蜜亞真的想朝明少廉的臉大吼,她怎麼會忘記、怎麼能忘記,眼前這個男人再強大、再聰明,也改變不了他與生俱來的生活障礙,他是個徹底的生活白痴,所以這麼多年,他都是怎麼活過來的?

努力告訴自己不要生氣,蜜亞語重心長的說:「先生,生雞蛋是不可以直接放進微波爐里的。」

「為什麼?」

為什麼?你幹嘛不去google一下找答案?蜜亞告訴自己,冷靜、冷靜。

深呼吸一口氣,蜜亞努力漾起一個微笑:「先生,我的房間在哪裏?我想先放好行李,再來收拾這一切,可以嗎?」

「噢,好的。」明少廉抓抓柔亮的黑髮,指着二樓說:「除了我的房間,你隨意挑一個空房間吧!」

「好的。」蜜亞提着行李就準備上樓。

「……蜜亞!」

「什麼事?」

「我好餓,什麼時候可以吃飯?」

我想活活餓死你!

微笑,努力微笑,「先生先睡一會兒吧,我作好飯會叫你。
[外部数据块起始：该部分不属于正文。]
#[cfg(test)]
mod tests {
    use super::*;

    #[test]
    fn test_partial_yaml_keeps_defaults() {
        let yaml = r#"
segmentation:
  default_title: "Guia"
pipeline:
  rules:
    - name: FieldExtraction
    - name: ContentSanitizer
      enabled: false
"#;
        let config: EngineConfig = serde_yaml::from_str(yaml).unwrap();
        assert_eq!(config.segmentation.default_title, "Guia");
        assert_eq!(config.segmentation.part_keywords, vec!["parte"]);
        assert_eq!(config.pipeline.rules.len(), 2);
        assert!(config.pipeline.rules[0].enabled);
        assert!(!config.pipeline.rules[1].enabled);
        assert_eq!(config.fields.max_concepts, 5);
        assert_eq!(config.substructures.palette_size, 6);
    }

    #[test]
    fn test_default_config_round_trips_through_yaml() {
        let yaml = EngineConfig::default().to_yaml().unwrap();
        let parsed: EngineConfig = serde_yaml::from_str(&yaml).unwrap();
        assert_eq!(parsed.metadata.cognitive_levels.len(), 6);
        assert_eq!(parsed.fields.objective.labels.len(), 3);
        assert!(parsed.fields.objective.labels[2].case_insensitive);
        assert!(!parsed.fields.objective.labels[0].case_insensitive);
    }

    #[test]
    fn test_missing_file_falls_back_to_defaults() {
        let config = EngineConfig::load_with_fallback(Some("/nonexistent/chunkmaster.yaml"));
        assert_eq!(config.segmentation.default_title, "ChunkMaster");
    }
}
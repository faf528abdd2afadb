use super::preprocessor::{has_extension, Preprocessor};
use crate::tree::{DocTree, MarkupTree, MarkupTreeMut, NodeId, NodeKind};
use anyhow::Result;
use pulldown_cmark::{Event, Options, Parser, Tag};
use regex::Regex;
use std::path::Path;
use std::sync::LazyLock;
use tracing::debug;

static OPEN_TAG: LazyLock<Regex> =
    LazyLock::new(|| Regex::new(r"^<\s*([a-zA-Z][a-zA-Z0-9-]*)([^>]*?)/?>$").unwrap());
static CLOSE_TAG: LazyLock<Regex> =
    LazyLock::new(|| Regex::new(r"^</\s*([a-zA-Z][a-zA-Z0-9-]*)\s*>$").unwrap());
static CLASS_ATTR: LazyLock<Regex> =
    LazyLock::new(|| Regex::new(r#"(?i)\bclass\s*=\s*(?:"([^"]*)"|'([^']*)'|([^\s"'>]+))"#).unwrap());

const INLINE_TAGS: &[&str] = &["span", "em", "i", "strong", "b", "mark", "small"];

/// Markdown reader. Every start tag opens exactly one tree node and every
/// end tag closes it; breaks and rules become leaf nodes.
///
/// Inline HTML is kept only for `<br>` and simple inline elements
/// (`<span class="mini-desafio">`, `<em>`, ...), which become nodes with
/// their classes. HTML blocks are skipped.
pub struct MarkdownPreprocessor {
    options: Options,
}

impl MarkdownPreprocessor {
    pub fn new() -> Self {
        let mut options = Options::empty();
        options.insert(Options::ENABLE_TABLES);
        options.insert(Options::ENABLE_STRIKETHROUGH);
        options.insert(Options::ENABLE_TASKLISTS);
        Self { options }
    }
}

impl Default for MarkdownPreprocessor {
    fn default() -> Self {
        Self::new()
    }
}

impl Preprocessor for MarkdownPreprocessor {
    fn parse(&self, input: &str) -> Result<DocTree> {
        let mut tree = DocTree::new();
        // Open nodes; the tag name is set for nodes opened by inline HTML.
        let mut open: Vec<(NodeId, Option<String>)> = vec![(tree.root(), None)];

        for event in Parser::new_ext(input, self.options) {
            let parent = open.last().map_or(tree.root(), |(id, _)| *id);
            match event {
                Event::Start(tag) => {
                    let id = tree.element(parent, kind_for(&tag));
                    open.push((id, None));
                }
                Event::End(_) => {
                    // Inline HTML left open inside the block closes with it.
                    while open.len() > 1 {
                        if let Some((_, None)) = open.pop() {
                            break;
                        }
                    }
                }
                Event::Text(text) => {
                    tree.text(parent, &text);
                }
                Event::Code(code) => {
                    let id = tree.element(parent, NodeKind::Code);
                    tree.text(id, &code);
                }
                Event::InlineHtml(html) => inline_html(&mut tree, &mut open, parent, &html),
                Event::Html(html) => {
                    if html.trim().to_ascii_lowercase().starts_with("<br") {
                        tree.element(parent, NodeKind::LineBreak);
                    }
                }
                Event::SoftBreak => {
                    tree.element(parent, NodeKind::SoftBreak);
                }
                Event::HardBreak => {
                    tree.element(parent, NodeKind::LineBreak);
                }
                Event::Rule => {
                    tree.element(parent, NodeKind::Rule);
                }
                Event::TaskListMarker(checked) => {
                    tree.text(parent, if checked { "[x] " } else { "[ ] " });
                }
                _ => {}
            }
        }

        debug!("markdown: parsed {} reachable node(s)", tree.reachable_count());
        Ok(tree)
    }

    fn name(&self) -> &str {
        "markdown"
    }

    fn supports_file_type(&self, path: &Path) -> bool {
        has_extension(path, &["md", "markdown", "mdown", "txt"])
    }
}

fn inline_html(tree: &mut DocTree, open: &mut Vec<(NodeId, Option<String>)>, parent: NodeId, html: &str) {
    let html = html.trim();
    if let Some(caps) = CLOSE_TAG.captures(html) {
        let name = caps[1].to_ascii_lowercase();
        // Only nodes opened by inline HTML above the innermost Markdown node
        let pos = open
            .iter()
            .rposition(|(_, tag)| tag.as_deref() == Some(name.as_str()))
            .filter(|&pos| open[pos..].iter().all(|(_, tag)| tag.is_some()));
        if let Some(pos) = pos {
            open.truncate(pos);
        }
        return;
    }
    let Some(caps) = OPEN_TAG.captures(html) else {
        return;
    };
    let name = caps[1].to_ascii_lowercase();
    if name == "br" {
        tree.element(parent, NodeKind::LineBreak);
        return;
    }
    if !INLINE_TAGS.contains(&name.as_str()) {
        return;
    }
    let id = tree.element(parent, NodeKind::from_tag(&name));
    if let Some(class) = CLASS_ATTR.captures(&caps[2]) {
        let value = class.get(1).or(class.get(2)).or(class.get(3)).map_or("", |m| m.as_str());
        for class in value.split_whitespace() {
            tree.add_class(id, class);
        }
    }
    if !html.ends_with("/>") {
        open.push((id, Some(name)));
    }
}

fn kind_for(tag: &Tag) -> NodeKind {
    match tag {
        Tag::Paragraph => NodeKind::Paragraph,
        Tag::Heading { level, .. } => NodeKind::Heading(*level as u8),
        Tag::List(start) => NodeKind::List {
            ordered: start.is_some(),
        },
        Tag::Item => NodeKind::ListItem,
        Tag::Strong => NodeKind::Strong,
        Tag::Emphasis => NodeKind::Emphasis,
        Tag::Strikethrough => NodeKind::from_tag("del"),
        Tag::Link { .. } => NodeKind::Span,
        Tag::BlockQuote(_) | Tag::CodeBlock(_) | Tag::HtmlBlock | Tag::FootnoteDefinition(_) => {
            NodeKind::Block
        }
        Tag::Image { .. } => NodeKind::Other("img".to_string()),
        Tag::Table(_) => NodeKind::Other("table".to_string()),
        Tag::TableHead => NodeKind::Other("thead".to_string()),
        Tag::TableRow => NodeKind::Other("tr".to_string()),
        Tag::TableCell => NodeKind::Other("td".to_string()),
        _ => NodeKind::Other("div".to_string()),
    }
}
」

關門上鎖。

蜜亞,也就是霍雲溪,這才長長舒了一口氣,丟下行李,一屁股坐在床上,回想起幾分鐘前那張俊顏,她還是又好氣、又好笑。

他一點都沒變,或者說,又變了很多,變得更加性感而誘人,他是中法混血兒,有一雙極其美麗的銀藍瞳眸,五官都偏西方,身材也是,卻有着一頭黑亮的發,他什麼都好,就是生活不能自理。

可惡的明少廉!她親愛的長腿叔叔。

目光霍地放柔,為了他,她仔細研究了他的一切行程和資料,居然幸運的等到了他回國,不用她山長水遠地追去國外,於是她收買了原本威利替他找的女傭,取而代之,再通過Boss的人脈,找到了「銀闕」的黑巽,打造了不少張精密且相貌普通的人皮面具,換個樣子,接近他的身邊。

她不能這麼快就認他,因為,她根本不知道他要不要認她;會不會看見她,就再次轉身離去?苦笑,或許她不戴面具,他也不認得她呢!會不會他早就忘記她是誰了呢?

可是他還記得「蜜亞」這個名字,不是嗎?他是記得的吧……

十五年前。

那是個天氣並不好的一天,烏雲黑壓壓的滿天密佈,連日來的陰雨綿綿,讓路上行人的心情都糟透了,所以更沒人有空去關心小巷內的某個瑟縮身影。

她骨瘦如柴的小身軀,在牆角冷得瑟瑟發抖,髮絲凌亂,衣衫單薄破爛,皮膚上沾染着泥土和塵沙,活脫脫像是沒人要、沒人管的小乞丐。

她抱膝躲着,只有一雙骨碌碌的大眼,無神地望着街道、望着行人,但彷佛所有的這一切,都跟她沒有任何關係。

她不知道自己將來會怎麼樣,是活生生的餓死在這裏?還是活生生的冷死在這裏?雖然任何一種死法,其實都並不舒服,但她不能選擇,所以她希望死的時候,不要太痛苦就可以了。

眼皮有些耷拉,她餓極了、困極了、冷極了,意識有些飄忽,她不知道自己在這裏坐了多久了……

就在她以為她會這樣永久的睡過去時,巷內突然出現了一陣穩健而急促的腳步聲,她霍地睜開大眼,仰起頭,往巷口看去,但綿綿的陰雨讓她看不清來人……

她只知道,那是一抹非常高大修長的身影,穿着簡單的長黑色風衣,全身散發著強烈的存在感,他緩緩地接近她;她怔住,因為她直直撞進了一雙銀藍色的瞳眸,那是一種很美、很美的顏色,震撼了她懵懂的心,她懷疑自己昏了頭,然後她看着他,從自己的身邊掠過、逕自走遠……

微微諷笑,她的小腦袋再次埋首,她在期盼些什麼,不會有人管她的,根本不會有人會在乎……

「你為什麼一個人在這裏?你的爸爸、媽媽呢?」

忽然,一陣炙熱的暖和氣息籠罩了她,伴隨着這股氣息的,是一道低沉而性感好聽的聲音,讓她錯愕地猛然抬起頭,再次直直撞進了那雙銀藍色瞳眸,這次她沒有眼花,這樣近的距離,她真真實實看到了他的樣子、感受到了他的氣息。

他居然回來了,他沒有走掉嗎?沒有像每個路過她身邊的人那樣嗎?

那是她第一次見到明少廉,十八歲的明少廉,好看得不象話的他……比她大整整十歲,他蹲在她的面前,看着她倔強、只會掉眼淚的大眼,而不肯說一句話的樣子嘆息,而後,輕輕的、小心翼翼的將她收攏,抱在懷裏起身。

他對她說:「不要哭,以後我會照顧你。」

她縮在他的懷裏,哭得更加大聲,揪着他的風衣不放手,那樣炙熱的體溫,溫暖了她冰涼的小身體,也像烙鐵一樣,烙進了她的心,一輩子,都不會忘記。

蜜亞,他叫她蜜亞。

他說,既然她不記得自己叫什麼了,那以後他就叫她蜜亞;他說他是中法混血兒,中文名字叫明少廉,如果她喜歡,可以叫他的外文名,塞汶,畢竟中文名直接叫起來很怪。

其實她並不是真的忘記自己叫什麼了,而是不想再記起自己叫什麼,所以從認識他那天開始,她就變成了他的小蜜亞。

有很長一段時間,她都非常黏明少廉,或許八歲的她,比一般人早熟懂事、心思深沉,但畢竟她才只有八歲,長時間的孤單和寂寞,讓她的心靈蒙上一層恐懼,她害怕一個人、害怕黑夜,直到遇上明少廉……

就像抓到一塊救命浮木,她害怕他離開她的視線,只想每天膩在他的身邊,晚上也不肯一個人睡覺,一定要像八爪魚一般,巴着他睡去;第二天曙光乍現時,也要第一眼看見他在她的身邊,才會安心。

他對照顧人很笨拙,同時也很溫柔,不知道怎麼去對她這個小不點好,但只要是她要的,他都盡全力給她,甚至像一個父親對女兒的嬌縱。